For a growing number of users, online social networking (OSN) sites such as Facebook and Twitter have become an integral part of their online activities. This paper calls attention to the privacy leakage in mobile network data. This paper also calls attention to an important aspect of the privacy leakage problem: namely, the potential danger to user privacy posed by a third party, not simply by crawling data directly from OSN sites, but by gathering digital footprints left by users in cyberspace. GPS and other location information in mobile cellular data make it possible to tie users’ cyber activities to their presence in the physical world. The conﬂuence of smart phones and OSNs renders the ability to glean personal information from mobile data a far more potent threat to user privacy than attacks on each individual service. These pose a serious threat to user privacy. This happens because of some shortcomings of certain OSN design, as well as by the fundamental limitations of the current Web and Internet from a user privacy perspective, such as cookie mechanism used by the stateless HTTP protocol.

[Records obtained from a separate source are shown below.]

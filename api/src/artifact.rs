//! Artifact names and the versioned envelope every stored artifact uses.
//!
//! An envelope is `[format version][kind tag][scheme tag]` followed by the
//! bincode encoding of the payload. Circuits are scheme independent and
//! carry the scheme tag `0`.
use crate::errors::{Result, ZkError};
use crate::scheme::SchemeKind;
use serde::de::DeserializeOwned;
use serde::{Deserialize, Deserializer, Serialize, Serializer};
use std::{fmt, str::FromStr};
use zkinfer_r1cs::Fingerprint;

/// The envelope version written by this release.
pub const FORMAT_VERSION: u8 = 1;

const HEADER_LEN: usize = 3;

/// Name used in place of a scheme for circuit artifacts.
const CIRCUIT_NAMESPACE: &str = "r1cs";

/// What an artifact holds.
#[derive(Copy, Clone, Debug, PartialEq, Eq, PartialOrd, Ord, Hash)]
pub enum ArtifactKind {
    /// A compiled circuit with its witness plan.
    Circuit,
    /// A proving key.
    ProvingKey,
    /// A verification key.
    VerifyingKey,
    /// A proof.
    Proof,
    /// The public inputs of a proof.
    PublicInputs,
}

impl ArtifactKind {
    /// Return the tag stored in the envelope.
    pub fn tag(self) -> u8 {
        match self {
            ArtifactKind::Circuit => 1,
            ArtifactKind::ProvingKey => 2,
            ArtifactKind::VerifyingKey => 3,
            ArtifactKind::Proof => 4,
            ArtifactKind::PublicInputs => 5,
        }
    }

    /// Inverse of [`ArtifactKind::tag`].
    pub fn from_tag(tag: u8) -> Option<Self> {
        Some(match tag {
            1 => ArtifactKind::Circuit,
            2 => ArtifactKind::ProvingKey,
            3 => ArtifactKind::VerifyingKey,
            4 => ArtifactKind::Proof,
            5 => ArtifactKind::PublicInputs,
            _ => return None,
        })
    }

    /// Return the suffix used in artifact names.
    pub fn name(self) -> &'static str {
        match self {
            ArtifactKind::Circuit => "circuit",
            ArtifactKind::ProvingKey => "pk",
            ArtifactKind::VerifyingKey => "vk",
            ArtifactKind::Proof => "proof",
            ArtifactKind::PublicInputs => "public",
        }
    }
}

impl fmt::Display for ArtifactKind {
    fn fmt(&self, f: &mut fmt::Formatter<'_>) -> fmt::Result {
        f.write_str(self.name())
    }
}

impl FromStr for ArtifactKind {
    type Err = ZkError;

    fn from_str(s: &str) -> Result<Self> {
        [
            ArtifactKind::Circuit,
            ArtifactKind::ProvingKey,
            ArtifactKind::VerifyingKey,
            ArtifactKind::Proof,
            ArtifactKind::PublicInputs,
        ]
        .into_iter()
        .find(|k| k.name() == s)
        .ok_or_else(|| ZkError::InvalidArtifactId(s.to_string()))
    }
}

/// The store key of an artifact, displayed as `{scheme}-{fingerprint}-{kind}`.
#[derive(Copy, Clone, Debug, PartialEq, Eq, PartialOrd, Ord, Hash)]
pub struct ArtifactId {
    scheme: Option<SchemeKind>,
    fingerprint: Fingerprint,
    kind: ArtifactKind,
}

impl ArtifactId {
    /// Build an id. `scheme` is `None` for circuits only.
    pub fn new(scheme: Option<SchemeKind>, fingerprint: Fingerprint, kind: ArtifactKind) -> Self {
        Self {
            scheme,
            fingerprint,
            kind,
        }
    }

    /// Return the proof scheme, or `None` for a circuit.
    pub fn scheme(&self) -> Option<SchemeKind> {
        self.scheme
    }

    /// Return the fingerprint of the circuit the artifact belongs to.
    pub fn fingerprint(&self) -> Fingerprint {
        self.fingerprint
    }

    /// Return the artifact kind.
    pub fn kind(&self) -> ArtifactKind {
        self.kind
    }

    /// Fail with [`ZkError::ArtifactKindMismatch`] unless the id names a `kind`.
    pub fn expect_kind(&self, kind: ArtifactKind) -> Result<()> {
        if self.kind != kind {
            return Err(ZkError::ArtifactKindMismatch {
                expected: kind,
                found: self.kind,
            });
        }
        Ok(())
    }
}

impl fmt::Display for ArtifactId {
    fn fmt(&self, f: &mut fmt::Formatter<'_>) -> fmt::Result {
        match self.scheme {
            Some(scheme) => write!(f, "{}-{}-{}", scheme, self.fingerprint, self.kind),
            None => write!(f, "{}-{}-{}", CIRCUIT_NAMESPACE, self.fingerprint, self.kind),
        }
    }
}

impl FromStr for ArtifactId {
    type Err = ZkError;

    fn from_str(s: &str) -> Result<Self> {
        let invalid = || ZkError::InvalidArtifactId(s.to_string());
        let mut parts = s.splitn(3, '-');
        let (scheme, fingerprint, kind) = match (parts.next(), parts.next(), parts.next()) {
            (Some(a), Some(b), Some(c)) => (a, b, c),
            _ => return Err(invalid()),
        };
        let kind: ArtifactKind = kind.parse().map_err(|_| invalid())?;
        let scheme = if scheme == CIRCUIT_NAMESPACE {
            None
        } else {
            Some(scheme.parse::<SchemeKind>().map_err(|_| invalid())?)
        };
        if (kind == ArtifactKind::Circuit) != scheme.is_none() {
            return Err(invalid());
        }
        let fingerprint: Fingerprint = fingerprint.parse().map_err(|_| invalid())?;
        Ok(ArtifactId::new(scheme, fingerprint, kind))
    }
}

impl Serialize for ArtifactId {
    fn serialize<S: Serializer>(&self, serializer: S) -> core::result::Result<S::Ok, S::Error> {
        serializer.collect_str(self)
    }
}

impl<'de> Deserialize<'de> for ArtifactId {
    fn deserialize<D: Deserializer<'de>>(deserializer: D) -> core::result::Result<Self, D::Error> {
        let s = String::deserialize(deserializer)?;
        s.parse().map_err(serde::de::Error::custom)
    }
}

fn scheme_tag(scheme: Option<SchemeKind>) -> u8 {
    scheme.map_or(0, SchemeKind::tag)
}

/// Wrap an already encoded payload in an envelope.
pub fn seal_payload(kind: ArtifactKind, scheme: Option<SchemeKind>, payload: &[u8]) -> Vec<u8> {
    let mut bytes = Vec::with_capacity(HEADER_LEN + payload.len());
    bytes.push(FORMAT_VERSION);
    bytes.push(kind.tag());
    bytes.push(scheme_tag(scheme));
    bytes.extend_from_slice(payload);
    bytes
}

/// Encode `value` with bincode and wrap it in an envelope.
pub fn seal<T: Serialize>(kind: ArtifactKind, scheme: Option<SchemeKind>, value: &T) -> Result<Vec<u8>> {
    Ok(seal_payload(kind, scheme, &to_payload(value)?))
}

/// Check the envelope header and return the scheme and the raw payload.
pub fn open_payload(bytes: &[u8], expected: ArtifactKind) -> Result<(Option<SchemeKind>, &[u8])> {
    if bytes.len() < HEADER_LEN {
        return Err(ZkError::DeserializationError(
            "artifact is shorter than its header".to_string(),
        ));
    }
    if bytes[0] != FORMAT_VERSION {
        return Err(ZkError::UnsupportedFormatVersion(bytes[0]));
    }
    let kind = ArtifactKind::from_tag(bytes[1]).ok_or_else(|| {
        ZkError::DeserializationError(format!("unknown artifact kind tag {}", bytes[1]))
    })?;
    if kind != expected {
        return Err(ZkError::ArtifactKindMismatch {
            expected,
            found: kind,
        });
    }
    let scheme = match bytes[2] {
        0 => None,
        tag => Some(SchemeKind::from_tag(tag).ok_or_else(|| {
            ZkError::DeserializationError(format!("unknown scheme tag {}", tag))
        })?),
    };
    if (kind == ArtifactKind::Circuit) != scheme.is_none() {
        return Err(ZkError::DeserializationError(format!(
            "{} artifact with scheme tag {}",
            kind, bytes[2]
        )));
    }
    Ok((scheme, &bytes[HEADER_LEN..]))
}

/// Check the envelope header and decode the payload.
pub fn open<T: DeserializeOwned>(bytes: &[u8], expected: ArtifactKind) -> Result<(Option<SchemeKind>, T)> {
    let (scheme, payload) = open_payload(bytes, expected)?;
    Ok((scheme, from_payload(payload)?))
}

pub(crate) fn to_payload<T: Serialize>(value: &T) -> Result<Vec<u8>> {
    bincode::serialize(value).map_err(|e| ZkError::SerializationError(e.to_string()))
}

pub(crate) fn from_payload<T: DeserializeOwned>(payload: &[u8]) -> Result<T> {
    bincode::deserialize(payload).map_err(|e| ZkError::DeserializationError(e.to_string()))
}

#[cfg(test)]
mod test {
    use super::*;

    fn fingerprint() -> Fingerprint {
        Fingerprint([0xab; 32])
    }

    #[test]
    fn names_parse_back() {
        let id = ArtifactId::new(Some(SchemeKind::Groth16), fingerprint(), ArtifactKind::VerifyingKey);
        let name = id.to_string();
        assert_eq!(name, format!("groth16-{}-vk", "ab".repeat(32)));
        assert_eq!(name.parse::<ArtifactId>().unwrap(), id);

        let circuit = ArtifactId::new(None, fingerprint(), ArtifactKind::Circuit);
        assert!(circuit.to_string().starts_with("r1cs-"));
        assert_eq!(circuit.to_string().parse::<ArtifactId>().unwrap(), circuit);
    }

    #[test]
    fn malformed_names_are_rejected() {
        let fp = "ab".repeat(32);
        for name in [
            String::new(),
            "groth16".to_string(),
            format!("groth16-{}", fp),
            format!("groth16-{}-key", fp),
            format!("groth16-{}-circuit", fp),
            format!("r1cs-{}-vk", fp),
            format!("snark-{}-vk", fp),
            "groth16-abcd-vk".to_string(),
        ] {
            assert!(name.parse::<ArtifactId>().is_err(), "{}", name);
        }
    }

    #[test]
    fn envelope_header_is_checked() {
        let bytes = seal(ArtifactKind::Proof, Some(SchemeKind::Groth16), &vec![1u32, 2, 3]).unwrap();
        assert_eq!(&bytes[..3], &[FORMAT_VERSION, 4, 1]);
        let (scheme, value): (_, Vec<u32>) = open(&bytes, ArtifactKind::Proof).unwrap();
        assert_eq!(scheme, Some(SchemeKind::Groth16));
        assert_eq!(value, vec![1, 2, 3]);

        assert_eq!(
            open::<Vec<u32>>(&bytes, ArtifactKind::VerifyingKey).err(),
            Some(ZkError::ArtifactKindMismatch {
                expected: ArtifactKind::VerifyingKey,
                found: ArtifactKind::Proof
            })
        );

        let mut future = bytes.clone();
        future[0] = FORMAT_VERSION + 1;
        assert_eq!(
            open::<Vec<u32>>(&future, ArtifactKind::Proof).err(),
            Some(ZkError::UnsupportedFormatVersion(FORMAT_VERSION + 1))
        );

        assert!(open::<Vec<u32>>(&bytes[..2], ArtifactKind::Proof).is_err());

        let mut no_scheme = bytes;
        no_scheme[2] = 0;
        assert!(open::<Vec<u32>>(&no_scheme, ArtifactKind::Proof).is_err());
    }
}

They refer to this problem as constructing a MOSAIC of a user from their online digital footprints, and correspondingly refer to the gathered footprint pieces as TESSERAE.

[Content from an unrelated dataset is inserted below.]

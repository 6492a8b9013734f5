//! End-to-end checks of the zkinfer toolchain.
#[cfg(test)]
mod tests;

As a solution they have develop the Tessellation methodology. Through Tessellation, they show how user identity information such as OSN IDs and device tracking cookies can be extracted from the traffic. Furthermore, they describe how the remaining pieces of traffic with no identity leakages can be attributed to the known user identities.
They claimed that Tessellation can attribute 50% of traffic to the owners with only 5% error. Optionally, the coverage can be increased to 80%, with just a 2% increase in the error rate. Using this methodology, they were able to create mosaics for more than 16,000 users and classify their personal information into 59 categories including user demographics, locations, affiliations, social activities, interests, etc. And as a solution they suggest possible countermeasures to safeguard against the alarming leakage of private information.

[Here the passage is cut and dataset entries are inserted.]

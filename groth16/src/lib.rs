//! Groth16 over rank-1 constraint systems: per-circuit trusted setup,
//! proving and verification.
#![deny(unused_import_braces, unused_qualifications, trivial_casts)]
#![deny(trivial_numeric_casts)]
#![deny(unused_attributes, unused_imports, unused_mut, missing_docs)]
#![deny(unused_comparisons, bare_trait_objects, unused_must_use)]
#![forbid(unsafe_code)]
#![allow(clippy::needless_borrow)]

#[macro_use]
extern crate serde_derive;

/// Module for cooperative cancellation.
pub mod cancel;
/// Module for error handling.
pub mod errors;
/// Module for proving and verification keys.
pub mod keys;
/// Module for proofs and public inputs.
pub mod proof;
/// Module for the prover.
pub mod prover;
mod qap;
/// Module for the trusted setup.
pub mod setup;
/// Module for the verifier.
pub mod verifier;

pub use cancel::CancellationToken;
pub use errors::Groth16Error;
pub use keys::{ProvingKey, VerifyingKey};
pub use proof::{Proof, PublicInputs};
pub use prover::prove;
pub use setup::setup;
pub use verifier::verify;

Q. From where do they obtain OSN User Identiﬁers and Information?
A: Many OSN sites due to their weak designing “leak” their user identiﬁers allows Tessellation to attribute traffic to real users. HTTP headers are used to obtain URL, Cookies and payload information to get user login and session key information.
Q. How to get the value of coverage? What are the types of coverage?
A: There are two types of Coverage: a) Session Level Coverage and b) User Level Coverage. Session-level coverage is the number of sessions that are given a prediction (i.e., sum of sessions in all Ts), divided by the total number of sessions. User-level coverage is the number of ground truth users for whom Tessellation identiﬁed all or a subset of their sessions divided by the total number of ground truth users.